2025.07.23: We've updated dds-cloudapi-sdk to version 0.5.3, which significantly improves mask encoding by removing the previous non-standard method and adopting the pycocotools-aligned rle mask format. This change makes it much easier to decode masks directly with pycocotools, and we've added a new mask_format = coco_rle parameter to the API; you can find detailed usage examples here: dds visualization utils
2025.06.18: 🚀 DINO-X MCP Server is now available! Integrate DINO-X into Cursor and other MCP-compatible tools. Check dinox-mcp for details.
2025.05.21: For more demo usages, including DINO-X, T-Rex, DINO-X-SeeK, please check dds-cloud-api examples for more details.
2025.04.21: Update to dds-cloudapi-sdk API V2 version. The V1 version in the original API for DINO-X has been deprecated, please update to the latest dds-cloudapi-sdk by pip install dds-cloudapi-sdk -U to use DINO-X model. Please refer to dds-cloudapi-sdk and our API docs to view more details about the update.
2025.03.11: We have released DINO-XSeeK model towards detecting objects based on more complex user descriptions. Please refer to RexSeeK for more details and the demo has already been available at here.
2025.01.18: DINO-X achieves SOTA performance of 51.7 average mask AP score on Segmentation in the Wild zero-shot track.
2024.12.05: Released the Prompt-Free Anything Detection and Segmentation feature. For API usage and demo visualization, please refer to here. To use the latest features, please install dds-cloudapi-sdk==0.3.3.
2024.12.04: Launched the Open-World Detection and Segmentation feature. For API usage and demo visualization, visit here.
2024.12.03: Support DINO-X with SAM 2 for Open-World Anything Segmentation and Tracking. For more details, check out the Grounded SAM 2 project.

Model Framework

DINO-X can accept text prompts, visual prompts, and customized prompts as input, and it can generate representations at various semantic levels, including bounding boxes, segmentation masks, pose keypoints, and object captions.

Performance

Side-by-Side Performance Comparison with Previous Best Methods

Zero-Shot Performance on Object Detection Benchmarks

Model	COCO ^{^{(AP box)}}	LVIS-minival ^{^{(AP all)}}	LVIS-minival ^{^{(AP rare)}}	LVIS-val ^{^{(AP all)}}	LVIS-val ^{^{(AP rare)}}
Other Best Open-Set Model	53.4 ^{^{(OmDet-Turbo)}}	47.6 ^{^{(T-Rex2 visual)}}	45.4 ^{^{(T-Rex2 visual)}}	45.3 ^{^{(T-Rex2 visual)}}	43.8 ^{^{(T-Rex2 visual)}}
DetCLIPv3	-	48.8	49.9	41.4	41.4
Grounding DINO	52.5	27.4	18.1	-	-
T-Rex2 (text)	52.2	54.9	49.2	45.8	42.7
Grounding DINO 1.5 Pro	54.3	55.7	56.1	47.6	44.6
Grounding DINO 1.6 Pro	55.4	57.7	57.5	51.1	51.5
DINO-X Pro	56.0	59.7	63.3	52.4	56.5

Performance: DINO-X Pro achieves SOTA performance on COCO, LVIS-minival, LVIS-val, zero-shot object detection benchmarks.
Effective Long-tail Object Detection: DINO-X Pro has significantly improved the model's performance on LVIS-rare classes, significantly surpassing the previous SOTA Grounding DINO 1.6 Pro model by 5.8 AP and 5.0 AP, respectively, demonstrating the exceptional capability of DINO-X in long-tailed object detection scenarios.

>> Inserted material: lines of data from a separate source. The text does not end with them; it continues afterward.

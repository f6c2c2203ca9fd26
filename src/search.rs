//! Memoized minimax search for the optimal move.
//!
//! The search walks the full game tree, alternating a maximizing step
//! (X to move) and a minimizing step (O to move). Subtrees overlap
//! heavily across move orders, so evaluated boards are cached by their
//! encoded key and reused on every later visit.

use crate::encode::board_key;
use crate::{rules, Board, Player, Position};
use std::collections::HashMap;
use tracing::{debug, instrument};

/// Exhaustive minimax solver with a memoized evaluation cache.
///
/// The solver owns its cache; its lifetime is the caller's to manage.
/// Entries never go stale within a process because a board's minimax
/// value depends only on its squares, not on how play reached it.
///
/// Recursion depth is bounded by the number of empty squares (at most
/// 9), and the full tree has well under 9! distinct boards, so a
/// search from any position completes without pruning.
///
/// # Example
///
/// ```
/// use tictactoe_solver::{Board, Position, Solver};
///
/// let mut solver = Solver::new();
/// let best = solver.best_move(&Board::new()).expect("moves available");
/// // Every opening move draws under perfect play, so the tie-break
/// // picks the first position in enumeration order.
/// assert_eq!(best, Position::TopLeft);
/// ```
#[derive(Debug, Default)]
pub struct Solver {
    /// Minimax value per encoded board, for the side to move there.
    cache: HashMap<u32, i8>,
}

impl Solver {
    /// Creates a solver with an empty cache.
    pub fn new() -> Self {
        Self {
            cache: HashMap::new(),
        }
    }

    /// Returns the number of boards with cached values.
    pub fn cached_boards(&self) -> usize {
        self.cache.len()
    }

    /// Computes the optimal move for the side to move.
    ///
    /// Returns `None` if the board is terminal. Otherwise X picks the
    /// child maximizing the minimizing branch's value and O picks the
    /// child minimizing the maximizing branch's value. Ties go to the
    /// first move in enumeration order: a later candidate replaces the
    /// incumbent only when strictly better.
    #[instrument(skip(self))]
    pub fn best_move(&mut self, board: &Board) -> Option<Position> {
        if rules::is_terminal(board) {
            return None;
        }

        let mover = rules::to_move(board);
        let mut best: Option<(Position, i8)> = None;

        for pos in rules::legal_moves(board) {
            let child = rules::apply(board, pos).expect("legal move targets an empty square");
            let value = match mover {
                Player::X => self.min_value(&child),
                Player::O => self.max_value(&child),
            };
            let better = match best {
                None => true,
                Some((_, incumbent)) => match mover {
                    Player::X => value > incumbent,
                    Player::O => value < incumbent,
                },
            };
            if better {
                best = Some((pos, value));
            }
        }

        let (pos, value) = best?;
        debug!(%mover, %pos, value, cached = self.cache.len(), "solved position");
        Some(pos)
    }

    /// Returns the memoized minimax value of the board for the side
    /// to move: +1 means X forces a win, -1 means O does, 0 a draw.
    #[instrument(skip(self))]
    pub fn evaluate(&mut self, board: &Board) -> i8 {
        if rules::is_terminal(board) {
            return rules::utility(board);
        }
        match rules::to_move(board) {
            Player::X => self.max_value(board),
            Player::O => self.min_value(board),
        }
    }

    // The cache key carries no side-to-move bit: the mover is already
    // determined by the mark counts, so a given board is always
    // evaluated by the same branch and the cached value is unambiguous.

    /// Value of a board with X to move: the maximum over X's replies.
    fn max_value(&mut self, board: &Board) -> i8 {
        let key = board_key(board);
        if let Some(&value) = self.cache.get(&key) {
            return value;
        }

        let value = if rules::is_terminal(board) {
            rules::utility(board)
        } else {
            let mut best = -1;
            for pos in rules::legal_moves(board) {
                let child = rules::apply(board, pos).expect("legal move targets an empty square");
                best = best.max(self.min_value(&child));
            }
            best
        };

        self.cache.insert(key, value);
        value
    }

    /// Value of a board with O to move: the minimum over O's replies.
    fn min_value(&mut self, board: &Board) -> i8 {
        let key = board_key(board);
        if let Some(&value) = self.cache.get(&key) {
            return value;
        }

        let value = if rules::is_terminal(board) {
            rules::utility(board)
        } else {
            let mut best = 1;
            for pos in rules::legal_moves(board) {
                let child = rules::apply(board, pos).expect("legal move targets an empty square");
                best = best.min(self.max_value(&child));
            }
            best
        };

        self.cache.insert(key, value);
        value
    }
}

#[cfg(test)]
mod tests {
    use super::*;
    use crate::Square;

    fn place(board: Board, player: Player, positions: &[Position]) -> Board {
        positions
            .iter()
            .fold(board, |b, &pos| b.with(pos, Square::Occupied(player)))
    }

    #[test]
    fn test_terminal_board_has_no_move() {
        let board = place(
            Board::new(),
            Player::X,
            &[Position::TopLeft, Position::TopCenter, Position::TopRight],
        );
        assert_eq!(Solver::new().best_move(&board), None);
    }

    #[test]
    fn test_empty_board_is_a_draw() {
        assert_eq!(Solver::new().evaluate(&Board::new()), 0);
    }

    #[test]
    fn test_x_takes_immediate_win() {
        // X X . / O O . / . . .  with X to move
        let board = place(
            place(
                Board::new(),
                Player::X,
                &[Position::TopLeft, Position::TopCenter],
            ),
            Player::O,
            &[Position::MiddleLeft, Position::Center],
        );
        let mut solver = Solver::new();
        assert_eq!(solver.best_move(&board), Some(Position::TopRight));
        assert_eq!(solver.evaluate(&board), 1);
    }

    #[test]
    fn test_o_blocks_open_threat() {
        // X X . / . O . / . . .  with O to move: anything but the
        // block loses.
        let board = place(
            place(
                Board::new(),
                Player::X,
                &[Position::TopLeft, Position::TopCenter],
            ),
            Player::O,
            &[Position::Center],
        );
        assert_eq!(Solver::new().best_move(&board), Some(Position::TopRight));
    }

    #[test]
    fn test_o_prefers_immediate_win_over_block() {
        // X X . / O O . / X . .  with O to move: completing the
        // middle row wins outright.
        let board = place(
            place(
                Board::new(),
                Player::X,
                &[Position::TopLeft, Position::TopCenter, Position::BottomLeft],
            ),
            Player::O,
            &[Position::MiddleLeft, Position::Center],
        );
        let mut solver = Solver::new();
        assert_eq!(solver.best_move(&board), Some(Position::MiddleRight));
        assert_eq!(solver.evaluate(&board), -1);
    }

    #[test]
    fn test_cache_reused_across_calls() {
        let mut solver = Solver::new();
        let _ = solver.best_move(&Board::new());
        let filled = solver.cached_boards();
        assert!(filled > 0);

        // Same query again: no new boards to evaluate.
        let _ = solver.best_move(&Board::new());
        assert_eq!(solver.cached_boards(), filled);
    }

    #[test]
    fn test_best_move_is_deterministic() {
        let board = place(Board::new(), Player::X, &[Position::Center]);
        let shared = {
            let mut solver = Solver::new();
            let first = solver.best_move(&board);
            assert_eq!(solver.best_move(&board), first);
            first
        };
        // A fresh cache makes the same decision.
        assert_eq!(Solver::new().best_move(&board), shared);
    }
}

Zero-Shot Performance on Generic Segmentation Benchmarks

Model	COCO ^{^{(AP mask)}}	LVIS-minival ^{^{(AP mask)}}	LVIS-minival ^{^{(AP mask rare)}}	LVIS-val ^{^{(AP mask)}}	LVIS-val ^{^{(AP mask rare)}}	SGinW ^{^{(AP mask avg)}}
Assembled General Perception Model
Grounded HQ-SAM (Base + Huge)	-	-	-	-	-	49.6
Grounded SAM (1.5 Pro + Huge)	44.3	47.7	50.2	41.8	46.0	-
Grounded SAM 2 (1.5 Pro + Large)	44.7	46.2	50.1	40.5	44.6	-
DINO-X Pro + SAM-Huge	44.2	51.2	52.2	-	-	-
Unified Vision Model
DINO-X Pro (Mask Head)	37.9	43.8	46.7	38.5	44.4	51.7

Performance: DINO-X achieves SOTA performance of 51.7 average mask AP on SGinW zero-shot benchmarks. And DINO-X also achieves mask AP scores of 37.9, 43.8, and 38.5 on the COCO, LVIS-minival, and LVIS-val zero-shot instance segmentation benchmarks, respectively.Compared to Grounded SAM and Grounded SAM 2, there is still a notable performance gap for DINO-X to catch up. We will further optimize the segmentation performance in the future release.
Efficiency: Unlike Grounded SAM series, DINO-X significantly improves the segmentation efficiency by generating corresponding masks for each region without requiring multiple complex inference steps.
Practical Usage: Users can use the mask function of DINO-X based on their actual needs. If the users require simultaneously object segmentation and tracking, we recommend using the latest Grounded SAM 2 (DINO-X + SAM 2), which we have already implemented in here.

API Usage

Installation

Install the required packages

pip install -r requirements.txt

Note: If you encounter some errors with API, please install the latest version of dds-cloudapi-sdk:

pip install dds-cloudapi-sdk --upgrade

Register on Offical Website to Get API Token

First-Time Application: If you are interested in our project and wish to try our algorithm, you will need to apply for the corresponding API Token through our request API token website for your first attempt.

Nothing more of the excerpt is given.